*** Begin section ***

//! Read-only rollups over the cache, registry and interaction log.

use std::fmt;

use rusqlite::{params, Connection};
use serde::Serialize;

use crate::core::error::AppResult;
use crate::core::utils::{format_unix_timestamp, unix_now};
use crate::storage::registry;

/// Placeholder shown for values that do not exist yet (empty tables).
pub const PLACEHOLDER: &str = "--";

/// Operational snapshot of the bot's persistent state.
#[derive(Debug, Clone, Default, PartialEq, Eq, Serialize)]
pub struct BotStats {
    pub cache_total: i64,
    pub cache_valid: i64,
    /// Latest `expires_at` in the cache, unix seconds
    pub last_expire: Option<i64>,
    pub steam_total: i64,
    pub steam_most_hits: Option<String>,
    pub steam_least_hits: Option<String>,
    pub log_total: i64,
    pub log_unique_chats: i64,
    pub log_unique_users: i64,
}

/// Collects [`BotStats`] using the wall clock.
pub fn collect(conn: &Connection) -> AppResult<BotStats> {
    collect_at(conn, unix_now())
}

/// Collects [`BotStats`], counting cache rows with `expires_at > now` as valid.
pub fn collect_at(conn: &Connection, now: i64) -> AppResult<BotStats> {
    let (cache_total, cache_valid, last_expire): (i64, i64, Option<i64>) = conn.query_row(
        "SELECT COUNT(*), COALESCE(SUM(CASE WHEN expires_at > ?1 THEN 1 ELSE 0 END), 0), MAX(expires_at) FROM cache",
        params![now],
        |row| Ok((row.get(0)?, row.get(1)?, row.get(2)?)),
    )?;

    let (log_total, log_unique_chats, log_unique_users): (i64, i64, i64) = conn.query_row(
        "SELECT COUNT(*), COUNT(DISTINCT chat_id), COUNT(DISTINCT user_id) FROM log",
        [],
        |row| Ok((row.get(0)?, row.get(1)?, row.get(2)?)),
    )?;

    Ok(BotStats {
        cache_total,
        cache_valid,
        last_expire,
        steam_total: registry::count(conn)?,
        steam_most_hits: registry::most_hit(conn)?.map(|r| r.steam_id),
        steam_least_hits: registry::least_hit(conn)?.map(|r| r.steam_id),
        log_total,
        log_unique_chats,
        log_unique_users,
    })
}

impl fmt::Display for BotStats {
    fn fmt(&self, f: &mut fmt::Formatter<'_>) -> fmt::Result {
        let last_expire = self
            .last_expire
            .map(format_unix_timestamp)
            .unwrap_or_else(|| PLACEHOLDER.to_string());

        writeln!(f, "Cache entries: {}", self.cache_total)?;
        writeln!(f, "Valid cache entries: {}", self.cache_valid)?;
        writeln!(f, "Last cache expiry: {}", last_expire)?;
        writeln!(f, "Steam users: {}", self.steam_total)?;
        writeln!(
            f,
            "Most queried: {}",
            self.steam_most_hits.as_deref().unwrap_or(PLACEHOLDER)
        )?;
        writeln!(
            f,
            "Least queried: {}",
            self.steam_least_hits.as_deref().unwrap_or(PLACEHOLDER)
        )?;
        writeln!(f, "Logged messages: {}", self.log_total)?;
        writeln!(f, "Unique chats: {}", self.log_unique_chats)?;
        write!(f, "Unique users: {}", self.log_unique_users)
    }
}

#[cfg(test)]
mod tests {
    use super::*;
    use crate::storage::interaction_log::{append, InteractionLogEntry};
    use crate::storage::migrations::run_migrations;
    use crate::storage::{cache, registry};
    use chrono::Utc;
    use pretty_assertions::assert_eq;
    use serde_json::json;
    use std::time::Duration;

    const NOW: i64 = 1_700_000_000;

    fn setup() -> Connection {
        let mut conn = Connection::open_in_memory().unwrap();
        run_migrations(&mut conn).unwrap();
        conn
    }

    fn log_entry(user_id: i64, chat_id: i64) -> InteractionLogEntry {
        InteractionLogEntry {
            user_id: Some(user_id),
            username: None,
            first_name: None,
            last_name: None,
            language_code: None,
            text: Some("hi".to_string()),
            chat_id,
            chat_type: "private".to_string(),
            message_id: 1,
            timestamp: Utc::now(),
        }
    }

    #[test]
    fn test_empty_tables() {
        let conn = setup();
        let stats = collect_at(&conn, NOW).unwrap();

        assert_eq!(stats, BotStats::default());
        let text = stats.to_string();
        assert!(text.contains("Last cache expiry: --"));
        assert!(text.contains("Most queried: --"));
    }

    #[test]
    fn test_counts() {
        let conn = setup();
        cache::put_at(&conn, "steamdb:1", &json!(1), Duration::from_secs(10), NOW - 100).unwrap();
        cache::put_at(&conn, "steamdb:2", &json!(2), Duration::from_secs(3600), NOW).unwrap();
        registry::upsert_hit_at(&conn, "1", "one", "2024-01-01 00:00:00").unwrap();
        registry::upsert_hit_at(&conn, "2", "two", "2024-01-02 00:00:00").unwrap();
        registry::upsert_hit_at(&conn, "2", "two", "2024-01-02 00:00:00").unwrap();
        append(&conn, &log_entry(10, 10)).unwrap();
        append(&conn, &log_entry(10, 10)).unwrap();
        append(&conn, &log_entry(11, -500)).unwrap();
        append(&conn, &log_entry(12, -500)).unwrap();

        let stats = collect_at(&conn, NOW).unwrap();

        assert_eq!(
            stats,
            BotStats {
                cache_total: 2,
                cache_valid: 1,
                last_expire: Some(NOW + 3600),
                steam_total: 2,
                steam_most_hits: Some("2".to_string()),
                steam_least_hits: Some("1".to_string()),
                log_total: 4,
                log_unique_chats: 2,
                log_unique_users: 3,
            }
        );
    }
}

*** End section ***
*** Begin section ***

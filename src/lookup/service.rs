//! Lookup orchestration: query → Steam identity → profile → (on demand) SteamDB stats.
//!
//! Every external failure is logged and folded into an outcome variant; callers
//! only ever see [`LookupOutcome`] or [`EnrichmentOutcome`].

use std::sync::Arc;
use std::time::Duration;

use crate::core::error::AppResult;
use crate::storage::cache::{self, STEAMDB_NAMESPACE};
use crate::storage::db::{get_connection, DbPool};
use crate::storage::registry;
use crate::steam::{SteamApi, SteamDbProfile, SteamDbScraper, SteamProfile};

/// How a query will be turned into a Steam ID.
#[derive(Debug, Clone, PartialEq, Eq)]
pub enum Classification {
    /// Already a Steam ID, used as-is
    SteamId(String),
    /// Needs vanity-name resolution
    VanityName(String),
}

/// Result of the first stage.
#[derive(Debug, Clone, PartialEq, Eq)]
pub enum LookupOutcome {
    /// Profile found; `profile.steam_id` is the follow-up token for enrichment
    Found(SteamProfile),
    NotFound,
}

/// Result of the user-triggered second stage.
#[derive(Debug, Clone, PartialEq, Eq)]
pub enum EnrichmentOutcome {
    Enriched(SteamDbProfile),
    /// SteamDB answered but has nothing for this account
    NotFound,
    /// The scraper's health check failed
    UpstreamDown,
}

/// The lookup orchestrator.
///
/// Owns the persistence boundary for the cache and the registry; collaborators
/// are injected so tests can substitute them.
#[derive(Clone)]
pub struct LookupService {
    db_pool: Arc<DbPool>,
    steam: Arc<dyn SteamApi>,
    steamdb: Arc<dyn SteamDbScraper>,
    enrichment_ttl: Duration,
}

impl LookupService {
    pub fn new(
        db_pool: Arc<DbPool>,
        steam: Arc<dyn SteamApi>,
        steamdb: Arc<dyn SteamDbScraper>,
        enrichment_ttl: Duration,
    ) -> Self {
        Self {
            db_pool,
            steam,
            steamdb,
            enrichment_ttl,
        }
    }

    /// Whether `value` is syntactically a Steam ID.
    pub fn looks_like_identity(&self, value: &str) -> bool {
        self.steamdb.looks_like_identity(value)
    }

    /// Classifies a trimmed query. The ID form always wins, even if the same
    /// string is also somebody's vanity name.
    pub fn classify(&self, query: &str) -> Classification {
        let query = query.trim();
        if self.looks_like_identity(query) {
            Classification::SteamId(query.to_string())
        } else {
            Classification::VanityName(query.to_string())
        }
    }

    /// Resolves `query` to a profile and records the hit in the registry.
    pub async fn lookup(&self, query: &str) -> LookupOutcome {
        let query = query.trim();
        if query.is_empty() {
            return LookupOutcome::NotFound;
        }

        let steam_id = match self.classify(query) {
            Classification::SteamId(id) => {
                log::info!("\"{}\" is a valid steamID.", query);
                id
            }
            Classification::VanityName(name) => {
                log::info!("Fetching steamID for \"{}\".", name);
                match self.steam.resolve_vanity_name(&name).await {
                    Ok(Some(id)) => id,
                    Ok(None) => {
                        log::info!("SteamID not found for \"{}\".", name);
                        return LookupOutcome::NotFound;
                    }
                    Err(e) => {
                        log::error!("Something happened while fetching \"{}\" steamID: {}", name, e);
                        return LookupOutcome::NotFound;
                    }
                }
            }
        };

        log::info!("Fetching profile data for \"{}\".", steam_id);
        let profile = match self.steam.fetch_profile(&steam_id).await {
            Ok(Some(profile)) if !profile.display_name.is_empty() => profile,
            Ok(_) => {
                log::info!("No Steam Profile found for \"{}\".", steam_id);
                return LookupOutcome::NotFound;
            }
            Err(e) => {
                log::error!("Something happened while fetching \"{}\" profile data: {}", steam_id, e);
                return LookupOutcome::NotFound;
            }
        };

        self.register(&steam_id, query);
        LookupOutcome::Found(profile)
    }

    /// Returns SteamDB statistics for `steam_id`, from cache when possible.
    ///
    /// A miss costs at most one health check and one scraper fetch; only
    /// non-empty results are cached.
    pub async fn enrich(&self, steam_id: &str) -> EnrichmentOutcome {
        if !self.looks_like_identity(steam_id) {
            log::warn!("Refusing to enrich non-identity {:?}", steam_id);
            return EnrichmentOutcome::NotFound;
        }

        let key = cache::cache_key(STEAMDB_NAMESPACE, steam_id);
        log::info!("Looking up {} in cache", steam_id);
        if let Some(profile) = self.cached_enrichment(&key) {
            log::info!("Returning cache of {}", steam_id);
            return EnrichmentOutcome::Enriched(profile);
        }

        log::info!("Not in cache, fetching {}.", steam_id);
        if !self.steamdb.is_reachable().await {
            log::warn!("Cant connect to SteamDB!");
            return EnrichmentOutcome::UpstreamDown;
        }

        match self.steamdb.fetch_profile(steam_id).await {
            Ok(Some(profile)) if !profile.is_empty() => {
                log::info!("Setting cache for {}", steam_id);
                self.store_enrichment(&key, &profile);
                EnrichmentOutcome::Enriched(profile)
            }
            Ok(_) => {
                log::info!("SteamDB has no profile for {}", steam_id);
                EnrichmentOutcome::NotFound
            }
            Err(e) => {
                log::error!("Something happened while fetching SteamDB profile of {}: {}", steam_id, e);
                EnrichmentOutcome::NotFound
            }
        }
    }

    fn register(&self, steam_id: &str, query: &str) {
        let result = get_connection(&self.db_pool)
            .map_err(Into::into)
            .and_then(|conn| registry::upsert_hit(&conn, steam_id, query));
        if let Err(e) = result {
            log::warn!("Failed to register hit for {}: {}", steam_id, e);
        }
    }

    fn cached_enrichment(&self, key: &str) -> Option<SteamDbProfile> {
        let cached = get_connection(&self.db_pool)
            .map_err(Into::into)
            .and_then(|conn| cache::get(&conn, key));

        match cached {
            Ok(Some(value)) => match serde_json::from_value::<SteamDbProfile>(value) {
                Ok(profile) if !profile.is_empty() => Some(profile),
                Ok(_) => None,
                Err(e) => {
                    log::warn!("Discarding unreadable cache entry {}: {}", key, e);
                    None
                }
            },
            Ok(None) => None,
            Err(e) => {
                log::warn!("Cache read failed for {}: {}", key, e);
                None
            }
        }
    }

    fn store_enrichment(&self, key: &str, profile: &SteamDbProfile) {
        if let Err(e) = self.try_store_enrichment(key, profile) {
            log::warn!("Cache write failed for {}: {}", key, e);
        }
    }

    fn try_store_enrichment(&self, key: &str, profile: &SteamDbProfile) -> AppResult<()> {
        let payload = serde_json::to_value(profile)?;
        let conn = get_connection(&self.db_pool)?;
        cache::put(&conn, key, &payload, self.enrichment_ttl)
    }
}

*** End section ***

* TASK DESCRIPTION *
Check each line of the records above for the word "async" and report how many lines have it, as a number only.

* WORKED SOLUTION *
2